=== DATA SUPPLIED ===
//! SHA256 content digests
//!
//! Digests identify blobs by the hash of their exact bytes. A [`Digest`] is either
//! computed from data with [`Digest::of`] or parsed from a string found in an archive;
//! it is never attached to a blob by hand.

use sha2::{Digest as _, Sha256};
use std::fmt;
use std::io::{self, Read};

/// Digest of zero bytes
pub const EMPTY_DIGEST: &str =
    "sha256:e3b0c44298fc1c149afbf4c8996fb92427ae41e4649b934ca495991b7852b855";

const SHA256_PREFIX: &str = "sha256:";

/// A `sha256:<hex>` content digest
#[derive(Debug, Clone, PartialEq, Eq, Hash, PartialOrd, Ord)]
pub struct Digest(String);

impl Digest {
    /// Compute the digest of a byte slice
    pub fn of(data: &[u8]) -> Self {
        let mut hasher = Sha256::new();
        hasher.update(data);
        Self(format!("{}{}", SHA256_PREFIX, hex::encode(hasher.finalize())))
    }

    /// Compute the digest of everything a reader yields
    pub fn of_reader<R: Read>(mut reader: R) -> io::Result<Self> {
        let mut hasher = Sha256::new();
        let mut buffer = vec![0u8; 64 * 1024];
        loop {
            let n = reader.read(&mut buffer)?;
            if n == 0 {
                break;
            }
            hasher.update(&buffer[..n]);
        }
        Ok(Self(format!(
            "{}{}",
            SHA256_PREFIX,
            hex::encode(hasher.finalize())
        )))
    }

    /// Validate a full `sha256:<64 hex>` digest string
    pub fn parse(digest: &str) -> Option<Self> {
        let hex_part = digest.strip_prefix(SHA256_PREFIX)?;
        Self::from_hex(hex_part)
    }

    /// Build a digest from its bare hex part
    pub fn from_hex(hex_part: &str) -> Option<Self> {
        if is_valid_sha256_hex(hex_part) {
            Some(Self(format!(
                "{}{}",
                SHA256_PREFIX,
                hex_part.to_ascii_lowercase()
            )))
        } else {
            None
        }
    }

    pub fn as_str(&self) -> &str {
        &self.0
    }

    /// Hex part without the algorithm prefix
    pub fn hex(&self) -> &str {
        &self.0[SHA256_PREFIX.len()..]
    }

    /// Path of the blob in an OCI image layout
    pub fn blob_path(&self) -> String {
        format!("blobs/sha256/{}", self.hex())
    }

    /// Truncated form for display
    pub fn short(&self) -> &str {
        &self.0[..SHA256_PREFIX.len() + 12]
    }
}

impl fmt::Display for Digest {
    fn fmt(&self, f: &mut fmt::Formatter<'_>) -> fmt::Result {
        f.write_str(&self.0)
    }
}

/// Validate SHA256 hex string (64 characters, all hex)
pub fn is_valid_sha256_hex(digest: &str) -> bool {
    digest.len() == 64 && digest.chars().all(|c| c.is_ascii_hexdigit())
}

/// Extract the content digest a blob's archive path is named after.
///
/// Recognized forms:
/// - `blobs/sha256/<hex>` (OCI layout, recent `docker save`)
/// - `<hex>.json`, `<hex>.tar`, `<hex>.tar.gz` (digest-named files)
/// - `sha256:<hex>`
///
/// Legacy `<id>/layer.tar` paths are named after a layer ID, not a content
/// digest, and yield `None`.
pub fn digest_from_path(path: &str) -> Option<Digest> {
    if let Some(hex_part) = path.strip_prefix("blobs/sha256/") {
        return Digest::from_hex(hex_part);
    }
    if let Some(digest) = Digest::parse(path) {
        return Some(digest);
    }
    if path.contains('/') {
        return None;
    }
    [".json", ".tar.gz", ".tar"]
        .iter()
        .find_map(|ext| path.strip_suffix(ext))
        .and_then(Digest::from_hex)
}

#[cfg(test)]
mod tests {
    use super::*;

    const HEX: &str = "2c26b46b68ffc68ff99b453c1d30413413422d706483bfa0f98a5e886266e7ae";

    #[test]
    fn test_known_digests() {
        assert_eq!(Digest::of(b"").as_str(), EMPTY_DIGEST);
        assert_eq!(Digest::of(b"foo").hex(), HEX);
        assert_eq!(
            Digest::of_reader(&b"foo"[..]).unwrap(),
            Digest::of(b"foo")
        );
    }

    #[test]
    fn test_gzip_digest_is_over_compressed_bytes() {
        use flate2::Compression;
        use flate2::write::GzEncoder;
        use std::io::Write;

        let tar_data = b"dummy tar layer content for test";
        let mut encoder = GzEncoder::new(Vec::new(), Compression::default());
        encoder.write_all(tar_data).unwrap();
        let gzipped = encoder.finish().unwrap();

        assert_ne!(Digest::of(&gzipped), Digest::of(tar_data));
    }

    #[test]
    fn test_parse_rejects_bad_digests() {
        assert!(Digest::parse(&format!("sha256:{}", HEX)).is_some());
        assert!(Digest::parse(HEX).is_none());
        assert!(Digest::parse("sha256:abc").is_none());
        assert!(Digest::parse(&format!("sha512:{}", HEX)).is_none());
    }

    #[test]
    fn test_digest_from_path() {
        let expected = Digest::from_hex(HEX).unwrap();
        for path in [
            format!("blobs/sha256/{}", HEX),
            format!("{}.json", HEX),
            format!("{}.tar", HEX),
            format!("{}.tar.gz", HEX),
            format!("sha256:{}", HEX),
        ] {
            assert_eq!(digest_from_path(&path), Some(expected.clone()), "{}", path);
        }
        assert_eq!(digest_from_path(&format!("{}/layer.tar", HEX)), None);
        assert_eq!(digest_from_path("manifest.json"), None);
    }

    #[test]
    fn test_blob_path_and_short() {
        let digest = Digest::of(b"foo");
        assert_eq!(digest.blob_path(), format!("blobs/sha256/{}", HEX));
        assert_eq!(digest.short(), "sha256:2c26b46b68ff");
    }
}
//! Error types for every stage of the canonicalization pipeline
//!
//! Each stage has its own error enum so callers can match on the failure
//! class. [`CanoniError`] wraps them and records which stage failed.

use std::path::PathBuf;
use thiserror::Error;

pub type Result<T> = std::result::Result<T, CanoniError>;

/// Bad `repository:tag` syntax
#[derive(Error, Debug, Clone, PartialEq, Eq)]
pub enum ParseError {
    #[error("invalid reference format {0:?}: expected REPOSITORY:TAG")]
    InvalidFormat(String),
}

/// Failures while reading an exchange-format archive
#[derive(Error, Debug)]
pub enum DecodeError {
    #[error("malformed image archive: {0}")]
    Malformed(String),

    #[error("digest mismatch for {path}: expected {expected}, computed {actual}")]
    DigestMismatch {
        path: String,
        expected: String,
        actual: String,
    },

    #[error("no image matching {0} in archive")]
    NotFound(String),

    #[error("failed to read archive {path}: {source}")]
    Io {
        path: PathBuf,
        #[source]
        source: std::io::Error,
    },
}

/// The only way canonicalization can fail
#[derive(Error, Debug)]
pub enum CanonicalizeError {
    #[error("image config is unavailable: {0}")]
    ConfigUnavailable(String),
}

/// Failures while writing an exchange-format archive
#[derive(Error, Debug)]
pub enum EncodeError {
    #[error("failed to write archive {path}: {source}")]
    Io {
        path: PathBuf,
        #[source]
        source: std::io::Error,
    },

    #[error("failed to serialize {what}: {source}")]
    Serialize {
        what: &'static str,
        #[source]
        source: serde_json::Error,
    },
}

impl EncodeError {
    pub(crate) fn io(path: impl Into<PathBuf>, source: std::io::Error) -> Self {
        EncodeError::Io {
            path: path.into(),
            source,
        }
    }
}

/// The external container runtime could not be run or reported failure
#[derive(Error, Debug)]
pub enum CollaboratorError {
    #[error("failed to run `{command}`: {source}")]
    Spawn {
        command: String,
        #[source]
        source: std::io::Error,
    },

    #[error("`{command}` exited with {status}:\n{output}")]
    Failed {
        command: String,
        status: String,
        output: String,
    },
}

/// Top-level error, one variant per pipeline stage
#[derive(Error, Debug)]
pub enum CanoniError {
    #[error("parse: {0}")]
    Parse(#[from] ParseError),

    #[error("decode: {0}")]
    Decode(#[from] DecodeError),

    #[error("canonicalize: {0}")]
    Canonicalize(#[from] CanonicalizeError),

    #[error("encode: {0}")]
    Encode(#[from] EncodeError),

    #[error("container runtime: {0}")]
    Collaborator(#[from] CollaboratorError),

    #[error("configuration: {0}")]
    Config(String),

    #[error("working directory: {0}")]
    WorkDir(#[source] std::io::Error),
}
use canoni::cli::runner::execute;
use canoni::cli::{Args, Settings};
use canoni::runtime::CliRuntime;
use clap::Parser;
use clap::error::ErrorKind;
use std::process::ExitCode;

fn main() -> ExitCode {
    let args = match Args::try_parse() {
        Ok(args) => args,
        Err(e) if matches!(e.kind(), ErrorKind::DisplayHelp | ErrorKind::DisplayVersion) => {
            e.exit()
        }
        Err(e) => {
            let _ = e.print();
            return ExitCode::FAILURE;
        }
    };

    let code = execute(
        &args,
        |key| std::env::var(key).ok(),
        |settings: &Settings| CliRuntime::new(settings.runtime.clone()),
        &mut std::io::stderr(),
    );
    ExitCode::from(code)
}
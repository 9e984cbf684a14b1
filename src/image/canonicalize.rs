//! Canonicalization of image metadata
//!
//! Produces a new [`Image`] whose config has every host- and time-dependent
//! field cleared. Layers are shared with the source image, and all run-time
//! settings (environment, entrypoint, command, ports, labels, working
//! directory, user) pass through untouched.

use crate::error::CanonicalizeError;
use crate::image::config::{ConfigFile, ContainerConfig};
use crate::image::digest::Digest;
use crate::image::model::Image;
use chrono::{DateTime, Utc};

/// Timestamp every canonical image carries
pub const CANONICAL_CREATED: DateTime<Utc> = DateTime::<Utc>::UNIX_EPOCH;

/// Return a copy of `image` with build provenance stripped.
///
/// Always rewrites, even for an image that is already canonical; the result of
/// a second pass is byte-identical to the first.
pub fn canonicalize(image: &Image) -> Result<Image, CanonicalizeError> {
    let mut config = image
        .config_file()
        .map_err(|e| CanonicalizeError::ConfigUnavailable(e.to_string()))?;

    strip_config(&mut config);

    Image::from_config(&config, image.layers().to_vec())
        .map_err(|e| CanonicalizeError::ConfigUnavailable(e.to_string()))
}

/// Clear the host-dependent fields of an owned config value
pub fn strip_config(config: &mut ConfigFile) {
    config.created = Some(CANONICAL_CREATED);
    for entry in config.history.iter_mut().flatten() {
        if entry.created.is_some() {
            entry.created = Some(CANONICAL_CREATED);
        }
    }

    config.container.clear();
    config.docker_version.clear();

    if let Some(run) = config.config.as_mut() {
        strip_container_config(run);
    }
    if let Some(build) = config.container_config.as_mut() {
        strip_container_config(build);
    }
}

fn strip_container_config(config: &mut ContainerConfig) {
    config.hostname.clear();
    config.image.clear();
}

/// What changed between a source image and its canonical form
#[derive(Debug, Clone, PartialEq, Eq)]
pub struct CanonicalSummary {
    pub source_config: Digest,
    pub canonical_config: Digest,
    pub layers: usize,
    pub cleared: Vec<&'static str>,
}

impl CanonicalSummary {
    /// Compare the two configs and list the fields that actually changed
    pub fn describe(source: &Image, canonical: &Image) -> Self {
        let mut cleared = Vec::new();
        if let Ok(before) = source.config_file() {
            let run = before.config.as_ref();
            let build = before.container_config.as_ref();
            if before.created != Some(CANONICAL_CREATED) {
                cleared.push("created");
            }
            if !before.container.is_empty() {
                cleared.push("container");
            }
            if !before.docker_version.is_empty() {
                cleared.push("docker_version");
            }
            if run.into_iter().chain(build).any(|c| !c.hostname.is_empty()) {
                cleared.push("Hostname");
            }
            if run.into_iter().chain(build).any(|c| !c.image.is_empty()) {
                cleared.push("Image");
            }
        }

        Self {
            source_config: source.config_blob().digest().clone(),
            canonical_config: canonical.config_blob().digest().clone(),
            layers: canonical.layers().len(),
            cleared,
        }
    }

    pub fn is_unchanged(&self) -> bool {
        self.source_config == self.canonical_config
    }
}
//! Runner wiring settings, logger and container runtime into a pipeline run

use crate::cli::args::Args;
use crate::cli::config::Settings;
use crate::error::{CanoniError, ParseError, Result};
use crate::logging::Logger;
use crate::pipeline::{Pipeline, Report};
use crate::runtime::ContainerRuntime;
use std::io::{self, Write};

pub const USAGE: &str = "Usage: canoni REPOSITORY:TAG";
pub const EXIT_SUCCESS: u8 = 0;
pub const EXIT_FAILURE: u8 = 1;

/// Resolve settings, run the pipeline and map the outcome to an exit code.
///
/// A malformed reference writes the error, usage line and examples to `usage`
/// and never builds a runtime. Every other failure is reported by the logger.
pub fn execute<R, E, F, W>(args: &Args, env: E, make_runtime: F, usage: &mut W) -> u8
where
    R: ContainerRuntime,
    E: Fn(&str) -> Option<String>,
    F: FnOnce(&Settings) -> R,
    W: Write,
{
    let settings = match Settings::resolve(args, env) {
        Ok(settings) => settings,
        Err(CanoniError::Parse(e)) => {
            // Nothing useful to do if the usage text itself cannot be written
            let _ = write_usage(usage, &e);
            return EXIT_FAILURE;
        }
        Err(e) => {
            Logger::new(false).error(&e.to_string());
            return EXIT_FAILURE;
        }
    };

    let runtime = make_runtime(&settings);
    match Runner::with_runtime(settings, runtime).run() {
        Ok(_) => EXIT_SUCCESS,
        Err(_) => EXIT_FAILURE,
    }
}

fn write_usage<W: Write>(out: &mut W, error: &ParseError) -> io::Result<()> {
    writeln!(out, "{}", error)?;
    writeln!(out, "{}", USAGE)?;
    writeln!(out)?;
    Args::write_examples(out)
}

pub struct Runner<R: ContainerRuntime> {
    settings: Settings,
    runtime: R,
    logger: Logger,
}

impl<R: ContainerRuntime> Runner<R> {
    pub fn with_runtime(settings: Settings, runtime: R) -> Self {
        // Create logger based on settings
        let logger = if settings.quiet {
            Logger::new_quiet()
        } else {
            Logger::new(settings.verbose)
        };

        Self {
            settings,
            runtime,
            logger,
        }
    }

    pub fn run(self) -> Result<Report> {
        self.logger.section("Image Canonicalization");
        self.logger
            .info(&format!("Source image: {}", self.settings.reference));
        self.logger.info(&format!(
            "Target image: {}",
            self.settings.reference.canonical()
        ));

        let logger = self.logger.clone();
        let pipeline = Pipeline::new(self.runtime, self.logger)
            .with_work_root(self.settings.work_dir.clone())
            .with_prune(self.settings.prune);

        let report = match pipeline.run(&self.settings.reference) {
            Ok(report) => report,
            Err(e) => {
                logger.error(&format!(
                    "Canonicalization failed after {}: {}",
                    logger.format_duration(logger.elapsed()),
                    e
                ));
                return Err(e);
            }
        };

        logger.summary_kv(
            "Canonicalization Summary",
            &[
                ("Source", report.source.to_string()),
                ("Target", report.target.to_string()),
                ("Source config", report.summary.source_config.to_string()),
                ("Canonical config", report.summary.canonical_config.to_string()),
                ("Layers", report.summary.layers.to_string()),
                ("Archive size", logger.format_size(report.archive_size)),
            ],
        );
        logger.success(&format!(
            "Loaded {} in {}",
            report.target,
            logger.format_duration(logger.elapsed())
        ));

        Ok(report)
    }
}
===
AIM OF THE EXERCISE
Find the word "fields" in the entries and show each line where it is found.

ANSWER
/// Clear the host-dependent fields of an owned config value
    /// Compare the two configs and list the fields that actually changed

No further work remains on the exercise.